Weather only for ducks, it soon became clear, cycling through the increasingly crowded city where the runnels were awash with water and tourists. And so to the Pleasance Courtyard and The Ducks, a new two-hander by Michael McLean for SEArED.

Fortunately the bullring-style staging of Pleasance Above wasn’t too muggy away from the monsoon. Dean Ashton and Thomas Morrison as the near-anonymous R and K were quick to grab the attention in a production whose incisive script leaves you guessing as each quick-fire scene pulls you into the heart of the play.

SEArED’s declared intent is to stage productions which are “provocative, politically conscious and, above all, entertaining”. The Ducks succeeds on all counts, as the true status of psychotic R and simple K becomes clear as unemployed lads on a training scheme, clearing out the local duck pond. This is a really strong contender, with director Tyne Rafaeli bringing out the kind of performances which keep you changing your mind about the characters right through to the end.

McLean’s script could be a fraction clearer, but sound designer Adam Nicholas has done a great job in creating place and setting, while neat work from designer Madeleine Girling ensures that the two boxes of the minimal set are full of tricks. This is highly recommended stuff.

The big story this year around Edinburgh is, to my mind, the major growth-spurt of the Free Fringe. Free Fringe founder – and now member of the establishment as an elected Director of the Festival Fringe Society – Peter Buckley Hill with his PBH’s Free Fringe and relative newcomers, the Laughing Horse, are taking over the city in a way the conventional venues have been unable to do.

Their model, in which the audience pay for the venue by buying its drink or paninis, allows pubs and cafes to get in on the Edinburgh Fringe act. While the fact that it is free to get in but you pay a donation to leave means that the performers really are singing for their supper. It is a model which is perfect for comedians, but which remains to be proved for theatre.

It has grown, but it has not necessarily bloomed yet.  Over at the Ballroom of the Counting House on West Nicolson Street, the Real London Ensemble’s Brotherly Love demonstrates just one of the reasons why.

Brotherly Love

With the strap line “Sibling rivalry isn’t just for kids”, David Schaal has written a boisterous black comedy about a pair of brothers in their late forties. Ian has made it in the legal profession and about to step into local government with the support of his second wife, Carla, when his dropout young brother Barry turns up, ready to make amends for the years he spent abusing his brother’s good will, stealing from him to buy drugs and generally being obnoxious.

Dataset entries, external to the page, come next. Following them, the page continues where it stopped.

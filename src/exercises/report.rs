//! Validation report for a whole exercise set
//!
//! Read-only summary used by the CLI and logs; filtering itself happens in
//! [`AnswerValidator::filter_set`](super::validator::AnswerValidator::filter_set).

use serde::{Deserialize, Serialize};

use super::types::ExerciseSet;
use super::validator::{AnswerValidator, ValidationIssue};

#[derive(Debug, Clone, PartialEq, Serialize, Deserialize)]
pub struct ItemReport {
    pub index: usize,
    pub prompt: String,
    pub valid: bool,
    pub issues: Vec<ValidationIssue>,
}

#[derive(Debug, Clone, PartialEq, Serialize, Deserialize)]
pub struct ValidationReport {
    pub total: usize,
    pub valid: usize,
    pub invalid: usize,
    pub all_valid: bool,
    pub details: Vec<ItemReport>,
}

impl ValidationReport {
    pub fn for_set(validator: &AnswerValidator, set: &ExerciseSet) -> Self {
        let details: Vec<ItemReport> = set
            .items
            .iter()
            .enumerate()
            .map(|(index, item)| {
                let issues = validator.check_item(item, set.category);
                ItemReport {
                    index,
                    prompt: item.prompt().to_string(),
                    valid: !issues.iter().any(ValidationIssue::is_error),
                    issues,
                }
            })
            .collect();

        let valid = details.iter().filter(|d| d.valid).count();
        Self {
            total: details.len(),
            valid,
            invalid: details.len() - valid,
            all_valid: valid == details.len(),
            details,
        }
    }
}

impl std::fmt::Display for ValidationReport {
    fn fmt(&self, f: &mut std::fmt::Formatter<'_>) -> std::fmt::Result {
        writeln!(f, "{}/{} items valid", self.valid, self.total)?;
        for detail in &self.details {
            let mark = if detail.valid { "ok" } else { "INVALID" };
            writeln!(f, "  [{}] {} {}", detail.index + 1, mark, detail.prompt)?;
            for issue in &detail.issues {
                writeln!(f, "      {:?} {}: {}", issue.severity, issue.field, issue.message)?;
            }
        }
        Ok(())
    }
}
//! Performance scoring
//!
//! Folds the assessor's sub-scores into one scalar on the 1..5 scale.

use serde::{Deserialize, Serialize};
use thiserror::Error;

const SPEED_WEIGHT: f64 = 0.2;
const ACCURACY_WEIGHT: f64 = 0.4;
const COMPLEXITY_WEIGHT: f64 = 0.3;
const SESSION_WEIGHT: f64 = 0.1;

/// Divisor mapping a 0..100 percentage onto the 0..5 scale
const SESSION_SCALE: f64 = 20.0;

pub const MIN_SCORE: f64 = 1.0;
pub const MAX_SCORE: f64 = 5.0;

/// One assessment event's sub-scores
#[derive(Debug, Clone, Copy, PartialEq, Serialize, Deserialize)]
pub struct PerformanceSignal {
    /// 1..5
    pub speed: u8,
    /// 1..5
    pub accuracy: u8,
    /// 1..5
    pub complexity: u8,
    /// Percentage of the session answered correctly, 0..100
    #[serde(default, skip_serializing_if = "Option::is_none")]
    pub session_score: Option<f64>,
}

#[derive(Debug, Error, PartialEq)]
pub enum SignalError {
    #[error("{field} must be between 1 and 5, got {value}")]
    SubScoreOutOfRange { field: &'static str, value: u8 },
    #[error("session score must be between 0 and 100, got {0}")]
    SessionScoreOutOfRange(f64),
}

impl PerformanceSignal {
    /// Build a signal, rejecting out-of-range inputs
    pub fn try_new(
        speed: u8,
        accuracy: u8,
        complexity: u8,
        session_score: Option<f64>,
    ) -> Result<Self, SignalError> {
        for (field, value) in [("speed", speed), ("accuracy", accuracy), ("complexity", complexity)] {
            if !(1..=5).contains(&value) {
                return Err(SignalError::SubScoreOutOfRange { field, value });
            }
        }
        if let Some(s) = session_score {
            if !(0.0..=100.0).contains(&s) {
                return Err(SignalError::SessionScoreOutOfRange(s));
            }
        }
        Ok(Self { speed, accuracy, complexity, session_score })
    }
}

/// Weighted performance scorer
#[derive(Debug, Clone, Default)]
pub struct PerformanceScorer;

impl PerformanceScorer {
    pub fn new() -> Self {
        Self
    }

    /// Score a signal. Always lands in [1, 5].
    pub fn score(&self, signal: &PerformanceSignal) -> f64 {
        let mut total = f64::from(signal.speed) * SPEED_WEIGHT
            + f64::from(signal.accuracy) * ACCURACY_WEIGHT
            + f64::from(signal.complexity) * COMPLEXITY_WEIGHT;

        if let Some(session) = signal.session_score {
            total += (session / SESSION_SCALE) * SESSION_WEIGHT;
        }

        if total.is_nan() {
            return MIN_SCORE;
        }
        total.clamp(MIN_SCORE, MAX_SCORE)
    }
}

#[cfg(test)]
mod tests {
    use super::*;

    fn signal(speed: u8, accuracy: u8, complexity: u8, session: Option<f64>) -> PerformanceSignal {
        PerformanceSignal { speed, accuracy, complexity, session_score: session }
    }

    #[test]
    fn test_weighted_sum_without_session() {
        let score = PerformanceScorer::new().score(&signal(5, 5, 5, None));
        assert!((score - 4.5).abs() < 1e-9);
    }

    #[test]
    fn test_session_score_adds_weighted_term() {
        let score = PerformanceScorer::new().score(&signal(5, 5, 5, Some(100.0)));
        assert!((score - 5.0).abs() < 1e-9);

        let score = PerformanceScorer::new().score(&signal(3, 3, 3, Some(50.0)));
        // 0.6 + 1.2 + 0.9 + 0.25
        assert!((score - 2.95).abs() < 1e-9);
    }

    #[test]
    fn test_low_scores_clamped_to_one() {
        let score = PerformanceScorer::new().score(&signal(1, 1, 1, None));
        assert_eq!(score, MIN_SCORE);
    }

    #[test]
    fn test_score_always_in_range() {
        let scorer = PerformanceScorer::new();
        for s in 1..=5 {
            for a in 1..=5 {
                for c in 1..=5 {
                    for session in [None, Some(0.0), Some(37.5), Some(100.0)] {
                        let score = scorer.score(&signal(s, a, c, session));
                        assert!((MIN_SCORE..=MAX_SCORE).contains(&score));
                    }
                }
            }
        }
    }

    #[test]
    fn test_try_new_rejects_out_of_range() {
        assert_eq!(
            PerformanceSignal::try_new(0, 3, 3, None),
            Err(SignalError::SubScoreOutOfRange { field: "speed", value: 0 })
        );
        assert_eq!(
            PerformanceSignal::try_new(3, 3, 3, Some(120.0)),
            Err(SignalError::SessionScoreOutOfRange(120.0))
        );
        assert!(PerformanceSignal::try_new(5, 4, 3, Some(88.0)).is_ok());
    }
}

I desperately wanted to love it. The background to the pair’s childhood is 1970s and 1980s South London, the antifascist riots in Lewisham, punk rock and the nuances of how you were defined by whether you liked the  Clash or the Sex Pistols – noting that only girls liked Duran Duran but we all liked Ian Dury. I remember all that.

The problem for the play is that Schaal, of The Office and The Inbetweeners fame, has written the whole thing in clichés. Watching it unfold, with Schaal as Barry, Richard Rycroft in excellent mode as pompous Ian and smoothly-efficient Jan Hirst as Carla, there is a tub-thumping quality to it. Ironically, of the three it is Schaal who is the least able to turn the clichés into believable dialogue.

There is something interesting in there, in a play about dependency and addiction. But it needs a loving rewrite and a serious beefing up of the  role for Hirst, who knocks the two blokes for six when it comes to performance.

All of which isn’t the reason why the Counting House fails as a venue. That’s simply the matter of the constantly throbbing air-conditioning. Admittedly it might have been necessary in the muggy weather, but it made you desperate to escape the venue at the end.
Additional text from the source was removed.